Sheeran clarified that he had meant the band, in full. When it was agreed, Sheeran sent over the song parts for Bad Habits, inviting the band to interpret it in their own way.

“We didn’t feel we needed to be too ground-breaking,” Fish concedes. “It came out really cool, and he was a real pleasure to work with, a super nice guy… we felt so honoured that he would give us an opportunity that was huge for us. It put us in front of a big audience of people in the UK who might not have known our type of music. The whole thing was fun.”

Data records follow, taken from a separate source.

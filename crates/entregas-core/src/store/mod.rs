//! Token Store: persisted session tokens, cached user, lifecycle markers.
//!
//! Storage failures never escape. They are logged at `warn` and read as
//! "nothing stored". Every mutation bumps a revision published on a
//! `watch` channel so holders of in-memory session state can reconcile.

mod backend;

use std::fmt;
use std::sync::Arc;

use chrono::{DateTime, Utc};
use entregas_types::User;
use tokio::sync::watch;
use tracing::{debug, warn};

pub use backend::{FileBackend, MemoryBackend, StorageBackend};

pub const TOKEN_KEY: &str = "@Entregas:token";
pub const REFRESH_KEY: &str = "@Entregas:refresh";
pub const USER_KEY: &str = "@Entregas:user";
pub const APP_STATE_KEY: &str = "@Entregas:app_state";
pub const LEFT_FOREGROUND_KEY: &str = "@Entregas:left_foreground_at";
pub const DEVICE_ID_KEY: &str = "@Entregas:device_id";

/// Persisted token pair.
#[derive(Debug, Clone, PartialEq, Eq)]
pub struct StoredTokens {
    pub access: String,
    pub refresh: Option<String>,
}

/// Partial token write: only `Some` fields are stored.
#[derive(Debug, Clone, Default)]
pub struct TokenUpdate {
    pub access: Option<String>,
    pub refresh: Option<String>,
}

/// Why the session was wiped.
#[derive(Debug, Clone, Copy, PartialEq, Eq)]
pub enum ClearReason {
    SignOut,
    /// Backend answered 401.
    Unauthorized,
    /// Startup found a session the lifecycle rule does not trust.
    Expired,
}

#[derive(Debug, Clone, Copy, PartialEq, Eq)]
pub enum StoreEventKind {
    Updated,
    Cleared(ClearReason),
}

/// Last mutation. `revision` starts at 0 and only grows.
#[derive(Debug, Clone, Copy, PartialEq, Eq)]
pub struct StoreEvent {
    pub revision: u64,
    pub kind: StoreEventKind,
    /// Revision and reason of the most recent clear, kept across later
    /// writes so a clear is never hidden by an update.
    pub last_clear: Option<(u64, ClearReason)>,
}

/// Last recorded application lifecycle state.
#[derive(Debug, Clone, Copy, PartialEq, Eq)]
pub enum AppState {
    Active,
    Background,
    Terminated,
}

impl AppState {
    pub fn as_str(self) -> &'static str {
        match self {
            AppState::Active => "active",
            AppState::Background => "background",
            AppState::Terminated => "terminated",
        }
    }

    pub fn parse(s: &str) -> Option<Self> {
        match s {
            "active" => Some(AppState::Active),
            "background" | "inactive" => Some(AppState::Background),
            "terminated" => Some(AppState::Terminated),
            _ => None,
        }
    }
}

impl fmt::Display for AppState {
    fn fmt(&self, f: &mut fmt::Formatter<'_>) -> fmt::Result {
        f.write_str(self.as_str())
    }
}

/// Masks a token for display; never log a token in full.
pub fn mask_token(token: &str) -> String {
    if token.len() <= 16 {
        return "***".to_string();
    }
    let prefix: String = token.chars().take(12).collect();
    format!("{prefix}...")
}

struct Inner {
    backend: Arc<dyn StorageBackend>,
    events: watch::Sender<StoreEvent>,
}

/// Cheaply cloneable handle; clones share backend and event channel.
#[derive(Clone)]
pub struct TokenStore {
    inner: Arc<Inner>,
}

impl fmt::Debug for TokenStore {
    fn fmt(&self, f: &mut fmt::Formatter<'_>) -> fmt::Result {
        f.debug_struct("TokenStore")
            .field("revision", &self.revision())
            .finish_non_exhaustive()
    }
}

impl TokenStore {
    pub fn new(backend: Arc<dyn StorageBackend>) -> Self {
        let (events, _) = watch::channel(StoreEvent {
            revision: 0,
            kind: StoreEventKind::Updated,
            last_clear: None,
        });
        Self {
            inner: Arc::new(Inner { backend, events }),
        }
    }

    /// Store backed by `<ENTREGAS_HOME>/storage.json`.
    pub fn open_default() -> Self {
        Self::new(Arc::new(FileBackend::default_location()))
    }

    /// Ephemeral store.
    pub fn in_memory() -> Self {
        Self::new(Arc::new(MemoryBackend::new()))
    }

    pub fn subscribe(&self) -> watch::Receiver<StoreEvent> {
        self.inner.events.subscribe()
    }

    pub fn revision(&self) -> u64 {
        self.inner.events.borrow().revision
    }

    pub fn last_event(&self) -> StoreEvent {
        *self.inner.events.borrow()
    }

    /// Stored tokens, if an access token is present.
    pub fn get(&self) -> Option<StoredTokens> {
        let access = self.read(TOKEN_KEY).filter(|t| !t.is_empty())?;
        Some(StoredTokens {
            access,
            refresh: self.read(REFRESH_KEY).filter(|t| !t.is_empty()),
        })
    }

    pub fn access_token(&self) -> Option<String> {
        self.read(TOKEN_KEY).filter(|t| !t.is_empty())
    }

    pub fn set(&self, update: TokenUpdate) {
        if let Some(access) = update.access.as_deref() {
            debug!(token = %mask_token(access), "storing access token");
            self.write(TOKEN_KEY, access);
        }
        if let Some(refresh) = update.refresh.as_deref() {
            self.write(REFRESH_KEY, refresh);
        }
        self.publish(StoreEventKind::Updated);
    }

    /// Cached user. A corrupt entry reads as absent.
    pub fn user(&self) -> Option<User> {
        let raw = self.read(USER_KEY)?;
        match serde_json::from_str(&raw) {
            Ok(user) => Some(user),
            Err(e) => {
                warn!("ignoring unparseable cached user: {e}");
                None
            }
        }
    }

    pub fn set_user(&self, user: &User) {
        match serde_json::to_string(user) {
            Ok(raw) => self.write(USER_KEY, &raw),
            Err(e) => warn!("failed to serialize user for storage: {e}"),
        }
        self.publish(StoreEventKind::Updated);
    }

    /// Removes token, refresh token and user. Safe to call repeatedly.
    pub fn clear(&self, reason: ClearReason) {
        for key in [TOKEN_KEY, REFRESH_KEY, USER_KEY] {
            self.remove(key);
        }
        debug!(?reason, "session storage cleared");
        self.publish(StoreEventKind::Cleared(reason));
    }

    pub fn app_state(&self) -> Option<AppState> {
        self.read(APP_STATE_KEY).as_deref().and_then(AppState::parse)
    }

    pub fn set_app_state(&self, state: AppState) {
        self.write(APP_STATE_KEY, state.as_str());
    }

    pub fn left_foreground_at(&self) -> Option<DateTime<Utc>> {
        let raw = self.read(LEFT_FOREGROUND_KEY)?;
        DateTime::parse_from_rfc3339(raw.trim())
            .map(|t| t.with_timezone(&Utc))
            .ok()
    }

    pub fn set_left_foreground_at(&self, at: DateTime<Utc>) {
        self.write(LEFT_FOREGROUND_KEY, &at.to_rfc3339());
    }

    /// Stable per-install identifier; generated and persisted on first use.
    pub fn device_id(&self) -> String {
        if let Some(id) = self.read(DEVICE_ID_KEY).filter(|id| !id.trim().is_empty()) {
            return id;
        }
        let id = uuid::Uuid::new_v4().to_string();
        self.write(DEVICE_ID_KEY, &id);
        id
    }

    fn read(&self, key: &str) -> Option<String> {
        match self.inner.backend.get_item(key) {
            Ok(value) => value,
            Err(e) => {
                warn!("storage read of {key} failed: {e:#}");
                None
            }
        }
    }

    fn write(&self, key: &str, value: &str) {
        if let Err(e) = self.inner.backend.set_item(key, value) {
            warn!("storage write of {key} failed: {e:#}");
        }
    }

    fn remove(&self, key: &str) {
        if let Err(e) = self.inner.backend.remove_item(key) {
            warn!("storage removal of {key} failed: {e:#}");
        }
    }

    fn publish(&self, kind: StoreEventKind) {
        self.inner.events.send_modify(|event| {
            event.revision += 1;
            event.kind = kind;
            if let StoreEventKind::Cleared(reason) = kind {
                event.last_clear = Some((event.revision, reason));
            }
        });
    }
}

#[cfg(test)]
mod tests {
    use anyhow::{Result, bail};

    use super::*;

    struct BrokenBackend;

    impl StorageBackend for BrokenBackend {
        fn get_item(&self, _key: &str) -> Result<Option<String>> {
            bail!("disk on fire")
        }
        fn set_item(&self, _key: &str, _value: &str) -> Result<()> {
            bail!("disk on fire")
        }
        fn remove_item(&self, _key: &str) -> Result<()> {
            bail!("disk on fire")
        }
    }

    #[test]
    fn test_set_then_get() {
        let store = TokenStore::in_memory();
        assert!(store.get().is_none());

        store.set(TokenUpdate {
            access: Some("access-1".to_string()),
            refresh: Some("refresh-1".to_string()),
        });

        assert_eq!(
            store.get(),
            Some(StoredTokens {
                access: "access-1".to_string(),
                refresh: Some("refresh-1".to_string())
            })
        );
    }

    #[test]
    fn test_partial_update_keeps_refresh() {
        let store = TokenStore::in_memory();
        store.set(TokenUpdate {
            access: Some("a1".to_string()),
            refresh: Some("r1".to_string()),
        });
        store.set(TokenUpdate {
            access: Some("a2".to_string()),
            refresh: None,
        });
        let tokens = store.get().unwrap();
        assert_eq!(tokens.access, "a2");
        assert_eq!(tokens.refresh.as_deref(), Some("r1"));
    }

    #[test]
    fn test_clear_is_idempotent_and_keeps_device_id() {
        let store = TokenStore::in_memory();
        let device = store.device_id();
        store.set(TokenUpdate {
            access: Some("a".to_string()),
            refresh: None,
        });
        store.set_user(&User {
            email: "user@example.com".to_string(),
            ..Default::default()
        });

        store.clear(ClearReason::SignOut);
        store.clear(ClearReason::SignOut);

        assert!(store.get().is_none());
        assert!(store.user().is_none());
        assert_eq!(store.device_id(), device);
    }

    #[test]
    fn test_mutations_publish_revisions() {
        let store = TokenStore::in_memory();
        let rx = store.subscribe();
        assert_eq!(store.revision(), 0);

        store.set(TokenUpdate {
            access: Some("a".to_string()),
            refresh: None,
        });
        store.clear(ClearReason::Unauthorized);

        let event = *rx.borrow();
        assert_eq!(event.revision, 2);
        assert_eq!(
            event.kind,
            StoreEventKind::Cleared(ClearReason::Unauthorized)
        );
    }

    #[test]
    fn test_last_clear_survives_later_writes() {
        let store = TokenStore::in_memory();
        assert_eq!(store.last_event().last_clear, None);

        store.clear(ClearReason::Unauthorized);
        store.set_user(&User::default());

        let event = store.last_event();
        assert_eq!(event.kind, StoreEventKind::Updated);
        assert_eq!(event.last_clear, Some((1, ClearReason::Unauthorized)));
    }

    #[test]
    fn test_backend_failures_read_as_empty() {
        let store = TokenStore::new(Arc::new(BrokenBackend));
        store.set(TokenUpdate {
            access: Some("a".to_string()),
            refresh: None,
        });
        assert!(store.get().is_none());
        assert!(store.user().is_none());
        store.clear(ClearReason::SignOut);
        assert!(!store.device_id().is_empty());
    }

    #[test]
    fn test_corrupt_user_reads_as_absent() {
        let backend = Arc::new(MemoryBackend::new());
        backend.set_item(USER_KEY, "{oops").unwrap();
        let store = TokenStore::new(backend);
        assert!(store.user().is_none());
    }

    #[test]
    fn test_lifecycle_markers_round_trip() {
        let store = TokenStore::in_memory();
        let at = DateTime::parse_from_rfc3339("2024-06-01T12:00:00Z")
            .unwrap()
            .with_timezone(&Utc);
        store.set_app_state(AppState::Background);
        store.set_left_foreground_at(at);
        assert_eq!(store.app_state(), Some(AppState::Background));
        assert_eq!(store.left_foreground_at(), Some(at));
    }

    #[test]
    fn test_mask_token() {
        assert_eq!(mask_token("short"), "***");
        assert_eq!(mask_token("abcdefghijklmnopqrstuvwxyz"), "abcdefghijkl...");
    }
}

There’s plenty of fun promised for their Australian live shows, too. Fish promises the band will play all the fan favourites, along with a good chunk of the latest EP. And when he’s not on stage, Fish will be side-stage for his fellow headliners.

“For me, Deftones are one of my favourite bands of all time. Growing up, they were super influential. We played one show with them in America a few years ago and it was totally incredible to get to watch them and meet them, especially for me as a fanboy… Deftones are the only band I get really nervous around. I mean, it’s f**king Chino Moreno, I can’t get over that.”